Bana baktın gözlerinle ıssız ufka dek
Anılardan yıkanmış gözlerinle
Bana baktın saf unutuş olan gözlerinle
Bana baktın üzerinden belleğin
Başıboş nakaratlar üzerinden
Solmuş güller üzerinden
Aldanmış mutluluklar üzerinden
Yürürlükten kalkmış günler üzerinden
Mavi unutuş olan gözlerinle baktın bana
Birşeycikler anımsamıyorsun olan bitenden sevgilim...(Louis Aragon-Sait Maden çevirisi)
Hilal'den
Yatakta bir sağa bir sola dönerken kalbimi ele geçiren duygulara bir anlam vermeye çalışıyordum. O duygu ki saatlerdir nefes almamı engelliyordu. Derin bir nefes alırken göğsümün üzerinde ki elimi başımın altına koydum ve yatakta sağ tarafıma döndüm.
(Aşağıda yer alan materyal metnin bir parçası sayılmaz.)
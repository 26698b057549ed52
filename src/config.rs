//! Scan configuration for healthscan.
//!
//! A configuration file selects which analyzers run, which paths are ignored,
//! and how each analyzer's score is weighted and banded.

use globset::{Glob, GlobSet, GlobSetBuilder};
use serde::{Deserialize, Serialize};
use std::collections::HashMap;
use std::fs;
use std::path::{Path, PathBuf};
use thiserror::Error;

/// Config file names searched for in the workspace root, in order.
pub const DEFAULT_CONFIG_NAMES: &[&str] = &["healthscan.yaml", ".healthscan.yaml", "healthscan.yml"];

/// Commented default configuration written by `healthscan init`.
pub const DEFAULT_CONFIG_TEMPLATE: &str = include_str!("templates/default.yaml");

/// Errors raised while loading or validating a configuration.
#[derive(Error, Debug)]
pub enum ConfigError {
    #[error("cannot read config {path}: {source}")]
    Read {
        path: PathBuf,
        #[source]
        source: std::io::Error,
    },
    #[error("cannot parse config {path}: {source}")]
    Parse {
        path: PathBuf,
        #[source]
        source: serde_yaml::Error,
    },
    #[error("invalid exclude pattern {pattern:?}: {source}")]
    InvalidGlob {
        pattern: String,
        #[source]
        source: globset::Error,
    },
    #[error("invalid config: {0}")]
    Invalid(String),
}

/// Top-level scan configuration.
#[derive(Debug, Clone, Deserialize, Serialize)]
pub struct ScanConfig {
    /// Analyzer names to run, in order. Unknown names are skipped at scan time.
    #[serde(default = "default_enabled_analyzers")]
    pub enabled_analyzers: Vec<String>,
    /// Glob patterns matched against project-relative paths.
    #[serde(default = "default_exclude_paths")]
    pub exclude_paths: Vec<String>,
    #[serde(default)]
    pub thresholds: HashMap<String, ThresholdSetting>,
    #[serde(default)]
    pub weights: HashMap<String, f64>,
    #[serde(default)]
    pub duplication: DuplicationSettings,
    #[serde(default)]
    pub complexity: ComplexitySettings,
    #[serde(default)]
    pub dependency: DependencySettings,
    #[serde(default)]
    pub bundle: BundleSettings,
    #[serde(default)]
    pub workspace: WorkspaceLayout,
    /// Worker pool size for concurrent project scans (default: available cores)
    #[serde(default)]
    pub jobs: Option<usize>,
    /// Emit extra diagnostics from analyzers
    #[serde(default)]
    pub debug: bool,
}

impl Default for ScanConfig {
    fn default() -> Self {
        Self {
            enabled_analyzers: default_enabled_analyzers(),
            exclude_paths: default_exclude_paths(),
            thresholds: HashMap::new(),
            weights: HashMap::new(),
            duplication: DuplicationSettings::default(),
            complexity: ComplexitySettings::default(),
            dependency: DependencySettings::default(),
            bundle: BundleSettings::default(),
            workspace: WorkspaceLayout::default(),
            jobs: None,
            debug: false,
        }
    }
}

fn default_enabled_analyzers() -> Vec<String> {
    crate::analyzer::ANALYZER_NAMES
        .iter()
        .map(|s| s.to_string())
        .collect()
}

fn default_exclude_paths() -> Vec<String> {
    vec!["**/*.min.js".to_string(), "**/*.d.ts".to_string()]
}

impl ScanConfig {
    /// Parse a configuration from a YAML file.
    pub fn parse_file<P: AsRef<Path>>(path: P) -> Result<Self, ConfigError> {
        let path = path.as_ref();
        let content = fs::read_to_string(path).map_err(|source| ConfigError::Read {
            path: path.to_path_buf(),
            source,
        })?;
        serde_yaml::from_str(&content).map_err(|source| ConfigError::Parse {
            path: path.to_path_buf(),
            source,
        })
    }

    /// Look for a config file in `root`. Falls back to defaults when none exists.
    pub fn discover<P: AsRef<Path>>(root: P) -> Result<(Self, Option<PathBuf>), ConfigError> {
        for name in DEFAULT_CONFIG_NAMES {
            let candidate = root.as_ref().join(name);
            if candidate.is_file() {
                let config = Self::parse_file(&candidate)?;
                return Ok((config, Some(candidate)));
            }
        }
        Ok((Self::default(), None))
    }

    /// Worker pool size, never less than one.
    pub fn worker_count(&self) -> usize {
        self.jobs.filter(|n| *n > 0).unwrap_or_else(|| {
            std::thread::available_parallelism()
                .map(|n| n.get())
                .unwrap_or(1)
        })
    }

    /// Compile `exclude_paths` into a single matcher.
    pub fn exclude_matcher(&self) -> Result<ExcludeMatcher, ConfigError> {
        ExcludeMatcher::new(&self.exclude_paths)
    }
}

/// Threshold override for one analyzer.
///
/// A bare number replaces the warning threshold; the mapping form sets both bands.
#[derive(Debug, Clone, Copy, PartialEq, Deserialize, Serialize)]
#[serde(untagged)]
pub enum ThresholdSetting {
    Warning(f64),
    Bands { critical: f64, warning: f64 },
}

/// Parameters for the duplicate detector.
#[derive(Debug, Clone, Deserialize, Serialize)]
pub struct DuplicationSettings {
    #[serde(default = "default_min_lines")]
    pub min_lines: usize,
    #[serde(default = "default_min_chars")]
    pub min_chars: usize,
    /// Largest window (in lines past the start line) considered for a block
    #[serde(default = "default_max_window")]
    pub max_window: usize,
}

fn default_min_lines() -> usize {
    5
}

fn default_min_chars() -> usize {
    50
}

fn default_max_window() -> usize {
    50
}

impl Default for DuplicationSettings {
    fn default() -> Self {
        Self {
            min_lines: default_min_lines(),
            min_chars: default_min_chars(),
            max_window: default_max_window(),
        }
    }
}

/// Parameters for the complexity analyzer.
#[derive(Debug, Clone, Deserialize, Serialize)]
pub struct ComplexitySettings {
    /// Files above this estimated cyclomatic complexity are flagged (default: 20)
    #[serde(default = "default_max_file_complexity")]
    pub max_file_complexity: u32,
}

fn default_max_file_complexity() -> u32 {
    20
}

impl Default for ComplexitySettings {
    fn default() -> Self {
        Self {
            max_file_complexity: default_max_file_complexity(),
        }
    }
}

/// Parameters for the dependency analyzer.
#[derive(Debug, Clone, Deserialize, Serialize)]
pub struct DependencySettings {
    /// Direct dependency count above which the score starts dropping (default: 50)
    #[serde(default = "default_max_dependencies")]
    pub max_dependencies: usize,
    /// External command printing a JSON object keyed by outdated package name,
    /// e.g. `["npm", "outdated", "--json"]`. Run in the project directory.
    #[serde(default)]
    pub outdated_command: Vec<String>,
}

fn default_max_dependencies() -> usize {
    50
}

impl Default for DependencySettings {
    fn default() -> Self {
        Self {
            max_dependencies: default_max_dependencies(),
            outdated_command: Vec::new(),
        }
    }
}

/// Parameters for the bundle-size analyzer.
#[derive(Debug, Clone, Deserialize, Serialize)]
pub struct BundleSettings {
    /// Build output directories, relative to the project root
    #[serde(default = "default_output_dirs")]
    pub output_dirs: Vec<String>,
    #[serde(default = "default_budget_kb")]
    pub budget_kb: u64,
}

fn default_output_dirs() -> Vec<String> {
    vec!["dist".to_string(), "build".to_string()]
}

fn default_budget_kb() -> u64 {
    500
}

impl Default for BundleSettings {
    fn default() -> Self {
        Self {
            output_dirs: default_output_dirs(),
            budget_kb: default_budget_kb(),
        }
    }
}

/// Directories whose children are treated as projects.
#[derive(Debug, Clone, Deserialize, Serialize)]
pub struct WorkspaceLayout {
    #[serde(default = "default_application_dirs")]
    pub applications: Vec<String>,
    #[serde(default = "default_library_dirs")]
    pub libraries: Vec<String>,
}

fn default_application_dirs() -> Vec<String> {
    vec!["apps".to_string()]
}

fn default_library_dirs() -> Vec<String> {
    vec!["libs".to_string(), "packages".to_string()]
}

impl Default for WorkspaceLayout {
    fn default() -> Self {
        Self {
            applications: default_application_dirs(),
            libraries: default_library_dirs(),
        }
    }
}

/// Compiled exclude globs.
#[derive(Debug, Clone)]
pub struct ExcludeMatcher {
    set: GlobSet,
    empty: bool,
}

impl ExcludeMatcher {
    pub fn new(patterns: &[String]) -> Result<Self, ConfigError> {
        let mut builder = GlobSetBuilder::new();
        for pattern in patterns {
            let glob = Glob::new(pattern).map_err(|source| ConfigError::InvalidGlob {
                pattern: pattern.clone(),
                source,
            })?;
            builder.add(glob);
        }
        let set = builder.build().map_err(|source| ConfigError::InvalidGlob {
            pattern: patterns.join(", "),
            source,
        })?;
        Ok(Self {
            set,
            empty: patterns.is_empty(),
        })
    }

    /// Check a path relative to the project root.
    pub fn is_excluded(&self, relative: &Path) -> bool {
        !self.empty && self.set.is_match(relative)
    }
}

impl Default for ExcludeMatcher {
    fn default() -> Self {
        Self {
            set: GlobSet::empty(),
            empty: true,
        }
    }
}

/// Validate a configuration for correctness.
pub fn validate(config: &ScanConfig) -> Result<(), ConfigError> {
    config.exclude_matcher()?;

    for (name, weight) in &config.weights {
        if !weight.is_finite() || *weight <= 0.0 {
            return Err(ConfigError::Invalid(format!(
                "weight for {:?} must be positive, got {}",
                name, weight
            )));
        }
    }

    for (name, setting) in &config.thresholds {
        let (critical, warning) = match *setting {
            ThresholdSetting::Warning(w) => (w, w),
            ThresholdSetting::Bands { critical, warning } => {
                if critical > warning {
                    return Err(ConfigError::Invalid(format!(
                        "threshold for {:?}: critical ({}) exceeds warning ({})",
                        name, critical, warning
                    )));
                }
                (critical, warning)
            }
        };
        if [critical, warning]
            .iter()
            .any(|v| !(0.0..=100.0).contains(v))
        {
            return Err(ConfigError::Invalid(format!(
                "threshold for {:?} must be within 0-100",
                name
            )));
        }
    }

    if config.duplication.min_lines == 0 {
        return Err(ConfigError::Invalid(
            "duplication.min_lines must be at least 1".to_string(),
        ));
    }
    if config.duplication.max_window < config.duplication.min_lines {
        return Err(ConfigError::Invalid(format!(
            "duplication.max_window ({}) is smaller than min_lines ({})",
            config.duplication.max_window, config.duplication.min_lines
        )));
    }

    Ok(())
}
Eve geldiğim saatten beri kendimi yatağa atmış, yaklaşık üç saattir de kalkmamıştım. Ayşe teyze bir şey olduğundan endişelenmiş bir kaç kez yanıma gelmişti. Bense yorgun olduğumu söyleyip geçirtirmiştim onu. Beni sık boğaz etmemesi bile onu sevmem için bir sebepti.
Koray'ı Leon'un yanında gördüğüm an neden olduğunu bilmediğim garip bir his tüm bedenimi kaplamıştı. Nasıl anlatsam bilmiyorum, sanki ben oraya gidersem o kehribarlar kırılacak paramparça olacaktı. Bunun umrumda olmaması gerekiyordu şayet olması gerekenin tam aksi Leon'un gözlerinde görebileceğim şeyden korkmuştum. Belki de benim hurafemdi bu ama gidememiştim yanlarına. Lavaboya giderken yanıma aldığım çantaya şükredip kendimi kimseye farkettirmeden dışarı atmıştım. Arabayı park ettiğim yere hızla yürürken bizim çocuklara Ayşe teyzenin biraz rahatsızlığındığını durumu Koray'a çaktırıp gereksiz telaş yapmaya gerek olmadığını belirten bir mesaj atmıştım. Çok geçmeden Koray beni aramış, yanıma gelmek için izin istemişti. Bense yorgun olduğumu söyleyip teşekkür etmekle yetinmiştim.
Leon'dan
Mavi gözlü kız.
Ömrümde ilk kez birisini bu denli merak etmeme rağmen elimde kalan tek şey kızın gözlerinin rengi miydi? Şaşırılacak bir durumdu.
Bu yaşıma kadar bir çok kızla tanışmış, bir çok kızla ilişkiye başlamıştım. Lakin hiç kimseyi bu denli merak etmemiştim. Belki de geçici bir hevesti ama gördüğüm dakikadan beri gözleri bir an olsun gözlerimin önünden gitmiyordu. Ayrıca tanıdık gelen siması da onu hala hatırlamakta ısrarcı olabilirdi, bilmiyorum. Tek bildiğim eve geldiğim vakitten beri aklımdan çıkmayan daha da garibi aklımdan çıkarmaya çalışmadığım mavi gözlü kızdı.
Kulaklığımı kulağıma takıp çok sık dinlediğim King Of Leon-Pyro şarkısını açtım ve yatağa uzandım. Kulağımda yankılanan sesi bastırmak ister gibi mavi gözlü kızın sesi beynimde ayrı bir yerde ben hala burdayım diyordu. Hal ve tavırları aklıma geldikçe yüzümde anlamsız bir tebessüm oluştu. Siyah elbisenin içinde elbisesine tam zıt süt beyaz teni onu sebepsizce olduğundan daha güzel göstermişti. Sımsıkı topladığı saçları, o yüzünü ve mavi gözlerini daha da fazla ortaya çıkarmıştı. Yüzünde diğer kızlar gibi güzelliğine gölge düşüren makyaj adına da bir şey yoktu.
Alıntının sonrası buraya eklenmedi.